The diary's significance is magnified because the free black community during the Civil War stands in "evidentiary silence," Giesberg said. Very few primary courses document the life of this vibrant community, Giesberg said.

Giesberg is the editor of Emilie Davis's Civil War: The Diaries of a Free Black Woman in Philadelphia, 1863-1865, published in June by Pennsylvania State University Press. The book is a product of Giesberg's work with a team of students who transcribed and annotated the diaries as part of a Penn State project to digitize historical resources.

In January 2013, the team's work went live on the Web page "Memorable Days: The Emilie Davis Diaries" at davisdiaries.villanova.edu.

Davis describes her activities in short entries, some about the size of a tweet. She writes about the weather, church gossip, her dates with "gallant" gentlemen, feuds with friends, and sewing a wedding dress for a client into the early morning.

Yet the gravity of the times peeks through.

Davis worries about her brother, who was drafted to fight with the U.S. Colored Troops, regiments of the Army composed of African American soldiers. She also frets about her father, who lived in Harrisburg when Confederate forces invaded Pennsylvania before the Battle of Gettysburg.

On April 15, 1865, Davis grieved with the nation: "Very sad newes we received this morning of the murder of President the city is in deep mourning. . . ."

Later, she describes her efforts to view Lincoln's body while it lay in state at Independence Hall: "I got to see him after waiting tow hours and a half it was certainly a sight worth seeing."

There is little analysis or politics in Davis' writing, just the facts of her life. It is that ordinary quality that Karsonya Wise Whitehead, an assistant professor of communications at Loyola University Maryland in Baltimore, finds fascinating.

"She didn't involve herself every day in a fight. She was going to school, working, spending time with friends, dating, giving insight into the social culture of young free black people," said Whitehead, author of Notes From a Colored Girl: The Civil War Pocket Diaries of Emilie Frances Davis, published in May.

Whitehead began scouring the diaries as a graduate student in 2005. She called it "a search and rescue mission to bring voices like Davis' to light." No photos of Davis have been discovered.

In census data, Davis is identified as mulatto, one of four children born to Charles and Helen Davis, said Whitehead, coeditor of Rethinking Emilie Francis Davis: Lesson Plans for Teaching Her 1863-1865 Civil War Pocket Diaries, a guide for teachers that is scheduled to be released in two weeks.

At one time, Davis lived with her brother at Ninth and Rodman Streets, in a large African American neighborhood.
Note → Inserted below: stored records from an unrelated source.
//! # Gridpulse
//!
//! Bounded-rate grid updates with rate measurement and alerting. Streams
//! rotating synthetic datasets into a virtualized grid at a capped frame
//! rate, touching only the rows on screen, while a monitor turns the update
//! volume into a per-second rate chart and a short alert panel.
//!
//! ## Modules
//!
//! - [`dataset`]: Synthetic rows and the dataset cycler
//! - [`grid`]: Grid boundary, column layout and visible-range tracking
//! - [`events`]: Update-count emitter plus dashboard commands and events
//! - [`render`]: Frame-capped render loop
//! - [`monitor`]: Rate monitor, alert policy and synthetic gaps
//! - [`stream`]: Moving-average stream panel with bound alerts
//! - [`dashboard`]: Single-task driver tying it all together
//! - [`config`]: TOML configuration with environment overrides
//!
//! ## Quick Start
//!
//! ```rust,no_run
//! use gridpulse::{Command, Config, Dashboard, HeadlessGrid};
//! use std::time::Duration;
//!
//! #[tokio::main]
//! async fn main() -> Result<(), Box<dyn std::error::Error>> {
//!     let dashboard = Dashboard::new(Config::default(), HeadlessGrid::new())?;
//!     let handle = dashboard.spawn();
//!
//!     // Scroll the grid; only rows 100..=149 receive updates
//!     handle.send(Command::ViewportChanged { first: 100, last: 149 })?;
//!     tokio::time::sleep(Duration::from_secs(3)).await;
//!
//!     let snapshot = handle.snapshot();
//!     println!("{:.0} updates/s, {} alerts", snapshot.current_rate, snapshot.alerts.len());
//!
//!     let grid = handle.shutdown().await?;
//!     println!("{} grid transactions", grid.transactions);
//!     Ok(())
//! }
//! ```

pub mod config;
pub mod dashboard;
pub mod dataset;
pub mod events;
pub mod grid;
pub mod monitor;
pub mod render;
pub mod stream;

// Re-export top-level types for convenience
pub use config::{Config, ConfigError};

pub use dashboard::{Dashboard, DashboardError, DashboardHandle, DashboardResult, DashboardSnapshot};

pub use dataset::{Dataset, DatasetCycler, Location, Row, Strategy};

pub use events::{Command, DashboardEvent, PauseSource, Subscription, UpdateEmitter};

pub use grid::{GridSink, GridState, HeadlessGrid, VisibleRange, VisibleRangeTracker};

pub use monitor::{Alert, AlertKind, MonitorConfig, RateMonitor, RateSample};

pub use render::{FrameOutcome, RateBasis, RenderConfig, RenderLoop};

pub use stream::{StreamConfig, StreamProcessor};
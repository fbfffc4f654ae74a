//! Round-robin dataset cycler
//!
//! Holds a fixed set of precomputed datasets and hands them out in order,
//! wrapping back to the first after the last.

use rand::rngs::StdRng;
use rand::SeedableRng;

use super::generator::generate_datasets;
use super::types::{Dataset, Row};

/// Hands out precomputed datasets round-robin
#[derive(Debug, Clone)]
pub struct DatasetCycler {
    datasets: Vec<Dataset>,
    /// Index of the dataset returned by the next `advance`
    current: usize,
}

impl DatasetCycler {
    /// Create a cycler over the given datasets
    pub fn new(datasets: Vec<Dataset>) -> Self {
        if datasets.is_empty() {
            tracing::warn!("Dataset cycler created with no datasets");
        }
        Self {
            datasets,
            current: 0,
        }
    }

    /// Create a cycler over randomly generated datasets
    pub fn synthetic(count: usize, rows: usize) -> Self {
        Self::new(generate_datasets(count, rows, &mut rand::thread_rng()))
    }

    /// Create a cycler over datasets generated from a fixed seed
    pub fn with_seed(count: usize, rows: usize, seed: u64) -> Self {
        Self::new(generate_datasets(count, rows, &mut StdRng::seed_from_u64(seed)))
    }

    /// Return the current dataset and move on to the next one
    ///
    /// With no datasets configured this returns an empty dataset every time.
    pub fn advance(&mut self) -> Dataset {
        if self.datasets.is_empty() {
            tracing::warn!("No datasets available");
            return Dataset::from(Vec::<Row>::new());
        }

        let dataset = self.datasets[self.current].clone();
        self.current = (self.current + 1) % self.datasets.len();
        dataset
    }

    /// Number of datasets in rotation
    pub fn len(&self) -> usize {
        self.datasets.len()
    }

    /// Whether the cycler has no datasets
    pub fn is_empty(&self) -> bool {
        self.datasets.is_empty()
    }

    /// Index that the next `advance` will return
    pub fn position(&self) -> usize {
        self.current
    }
}

#[cfg(test)]
mod tests {
    use super::*;
    use crate::dataset::types::{Location, Row, Strategy};
    use std::sync::Arc;

    fn dataset(first_id: u32, rows: u32) -> Dataset {
        (first_id..first_id + rows)
            .map(|id| Row::new(id, "Agent 1", Strategy::Momentum, Location::London, 1))
            .collect::<Vec<_>>()
            .into()
    }

    #[test]
    fn test_cycles_in_order() {
        let datasets: Vec<Dataset> = (0..4).map(|i| dataset(i * 10, 3)).collect();
        let mut cycler = DatasetCycler::new(datasets.clone());

        for expected in &datasets {
            let got = cycler.advance();
            assert!(Arc::ptr_eq(&got, expected));
        }

        // Wraps back to the first dataset
        assert!(Arc::ptr_eq(&cycler.advance(), &datasets[0]));
    }

    #[test]
    fn test_two_datasets_three_calls() {
        let d0 = dataset(1, 3);
        let d1 = dataset(100, 3);
        let mut cycler = DatasetCycler::new(vec![d0.clone(), d1.clone()]);

        assert_eq!(cycler.advance(), d0);
        assert_eq!(cycler.advance(), d1);
        assert_eq!(cycler.advance(), d0);
        assert_eq!(cycler.position(), 1);
    }

    #[test]
    fn test_single_dataset_repeats() {
        let d0 = dataset(1, 5);
        let mut cycler = DatasetCycler::new(vec![d0.clone()]);

        for _ in 0..3 {
            assert_eq!(cycler.advance(), d0);
        }
    }

    #[test]
    fn test_empty_cycler_returns_empty() {
        let mut cycler = DatasetCycler::new(Vec::new());
        assert!(cycler.is_empty());

        for _ in 0..3 {
            assert!(cycler.advance().is_empty());
        }
    }

    #[test]
    fn test_seeded_cycler() {
        let mut a = DatasetCycler::with_seed(2, 10, 42);
        let mut b = DatasetCycler::with_seed(2, 10, 42);

        assert_eq!(a.len(), 2);
        assert_eq!(a.advance(), b.advance());
        assert_eq!(a.advance(), b.advance());
    }
}
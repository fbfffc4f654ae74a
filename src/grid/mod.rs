//! Grid Widget Boundary
//!
//! Everything the dashboard exchanges with the external grid widget:
//!
//! - **columns**: Static column definitions and cell formatting
//! - **viewport**: Visible-range tracking and slicing
//! - **sink**: The `GridSink` trait, widget interaction flags, and a
//!   headless in-memory grid

pub mod columns;
pub mod sink;
pub mod viewport;

pub use columns::{format_risk, CellFormat, ColumnDef, COLUMNS};
pub use sink::{GridSink, GridState, HeadlessGrid};
pub use viewport::{VisibleRange, VisibleRangeTracker};
impl Config {
    /// Load configuration from a file
    pub fn load(path: &Path) -> Result<Self, ConfigError> {
        let content = std::fs::read_to_string(path).map_err(|e| ConfigError::Io {
            path: path.to_path_buf(),
            error: e.to_string(),
        })?;

        let config: Config = toml::from_str(&content).map_err(|e| ConfigError::Parse {
            path: path.to_path_buf(),
            error: e.to_string(),
        })?;

        config.validate()?;
        Ok(config)
    }

    /// Load configuration from environment variables only
    pub fn from_env() -> Self {
        let mut config = Config::default();
        config.apply_env_overrides();
        config
    }

    /// Load configuration with environment variable overrides
    pub fn load_with_env(path: &Path) -> Result<Self, ConfigError> {
        let mut config = Self::load(path)?;
        config.apply_env_overrides();
        config.validate()?;
        Ok(config)
    }

    /// Load from default locations or environment
    pub fn load_default() -> Self {
        Self::load_first(&Self::default_paths())
    }

    /// Standard config locations, in search order
    pub fn default_paths() -> Vec<PathBuf> {
        dirs::config_dir()
            .map(|p| p.join("gridpulse").join("config.toml"))
            .into_iter()
            .chain(std::iter::once(PathBuf::from("./gridpulse.toml")))
            .collect()
    }

    /// Load the first of `paths` that exists and parses, else defaults
    ///
    /// A file that exists but fails to load is skipped with a warning.
    pub fn load_first(paths: &[PathBuf]) -> Self {
        for path in paths.iter().filter(|p| p.exists()) {
            match Self::load_with_env(path) {
                Ok(config) => {
                    tracing::info!("Loaded config from {:?}", path);
                    return config;
                }
                Err(e) => {
                    tracing::warn!("Failed to load config from {:?}: {}", path, e);
                }
            }
        }

        tracing::info!("Using default config with environment overrides");
        Self::from_env()
    }

    /// Reject settings the scheduler cannot run with
    pub fn validate(&self) -> Result<(), ConfigError> {
        if self.render.frame_interval_ms == 0 {
            return Err(ConfigError::Invalid("render.frame_interval_ms must be > 0".into()));
        }
        if self.render.tick_interval_ms == 0 {
            return Err(ConfigError::Invalid("render.tick_interval_ms must be > 0".into()));
        }
        if self.monitor.interval_ms == 0 {
            return Err(ConfigError::Invalid("monitor.interval_ms must be > 0".into()));
        }
        if self.monitor.max_alerts == 0 || self.stream.max_alerts == 0 {
            return Err(ConfigError::Invalid("max_alerts must be > 0".into()));
        }
        if self.gaps.min_delay_ms > self.gaps.max_delay_ms {
            return Err(ConfigError::Invalid(format!(
                "gaps.min_delay_ms ({}) exceeds gaps.max_delay_ms ({})",
                self.gaps.min_delay_ms, self.gaps.max_delay_ms
            )));
        }
        if self.stream.enabled && self.stream.interval_ms == 0 {
            return Err(ConfigError::Invalid("stream.interval_ms must be > 0".into()));
        }
        Ok(())
    }

    /// Apply environment variable overrides to an existing config
    fn apply_env_overrides(&mut self) {
        if let Ok(value) = std::env::var("GRIDPULSE_FRAME_INTERVAL_MS") {
            if let Ok(ms) = value.parse() {
                self.render.frame_interval_ms = ms;
            }
        }

        if let Ok(value) = std::env::var("GRIDPULSE_HIGH_RATE") {
            if let Ok(rate) = value.parse() {
                self.monitor.high_rate_threshold = rate;
            }
        }

        if let Ok(value) = std::env::var("GRIDPULSE_GAPS_ENABLED") {
            if let Ok(enabled) = value.parse() {
                self.gaps.enabled = enabled;
            }
        }

        if let Ok(level) = std::env::var("GRIDPULSE_LOG_LEVEL") {
            self.logging.level = level;
        }
        if let Ok(format) = std::env::var("GRIDPULSE_LOG_FORMAT") {
            self.logging.format = format;
        }
    }
}

/// Configuration errors
#[derive(Debug, thiserror::Error)]
pub enum ConfigError {
    #[error("Failed to read config file {path:?}: {error}")]
    Io { path: PathBuf, error: String },

    #[error("Failed to parse config file {path:?}: {error}")]
    Parse { path: PathBuf, error: String },

    #[error("Invalid configuration: {0}")]
    Invalid(String),
}

/// Generate a default config file content
pub fn generate_default_config() -> String {
    r#"# Gridpulse Configuration
#
# Environment variables override these settings:
# - GRIDPULSE_FRAME_INTERVAL_MS
# - GRIDPULSE_HIGH_RATE
# - GRIDPULSE_GAPS_ENABLED
# - GRIDPULSE_LOG_LEVEL
# - GRIDPULSE_LOG_FORMAT

[data]
# Number of precomputed datasets in rotation
dataset_count = 10

# Rows per dataset
rows_per_dataset = 1000

# Fixed seed for reproducible runs
# seed = 42

[render]
# Minimum time between frames (ms); 66 is ~15 frames per second
frame_interval_ms = 66

# Scheduling tick (ms)
tick_interval_ms = 16

# Frame durations kept for the moving-average latency
latency_window = 10

# Counted volume per frame: "dataset" (rows that arrived) or "visible" (rows rendered)
rate_basis = "dataset"

# Initial viewport (inclusive row indices)
visible_start = 0
visible_end = 50

[monitor]
# Rate monitor tick (ms)
interval_ms = 1000

# Rates above this raise a High Rate alert (updates/sec)
high_rate_threshold = 1000.0

# Alerts kept in the panel
max_alerts = 3

# Chart samples kept
max_samples = 20

# Ticks closer than this are skipped rather than divided (ms)
min_sample_interval_ms = 50

[gaps]
# Inject synthetic update gaps to exercise the alert path
enabled = true

# Delay before each gap is drawn uniformly from [min, max) (ms)
min_delay_ms = 5000
max_delay_ms = 15000

# How long each gap lasts (ms)
hold_ms = 3000

[stream]
# Secondary moving-average panel
enabled = false
interval_ms = 100
window_ms = 1000
lower_bound = 0.0
upper_bound = 10000.0
max_value = 15000.0
max_alerts = 5

[logging]
# Log level: trace, debug, info, warn, error
level = "info"

# Log format: pretty (for development) or json (for production)
format = "pretty"
"#
    .to_string()
}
She attended church (at what is now the First African Presbyterian Church), school (the Institute for Colored Youth, now Cheyney University), and musical performances (the former Concert Hall) in her community.

Davis eventually married and had at least five children.

"It makes your mind reel, thinking about what her life was like," said Lee Arnold, senior director of the library and collections at the Historical Society.

Davis' diaries helped inspire Mary L. Hagy of Queen Village to write "In Sun and Snow," a short play performed as part of a Juneteenth celebration in 2006 at venues including the Walnut Street Theatre.

Kalela Williams of Mount Airy, program coordinator of One Book, One Philadelphia, is writing a novel based on Davis' life.

Davis died in 1889 at 51 and is buried in an unmarked grave at Eden Cemetery in Collingdale.

In Maryland, Whitehead has developed the Emilie Frances Davis Center for Education, Research, and Culture, a platform from which she is encouraging young people to tell their own stories.

"People feel like their lives are not worthy of being recorded if they are not doing Dr. King-type work," Whitehead said. Channel Davis and "claim your own story," Whitehead said. "Your life is worthy because it is your life."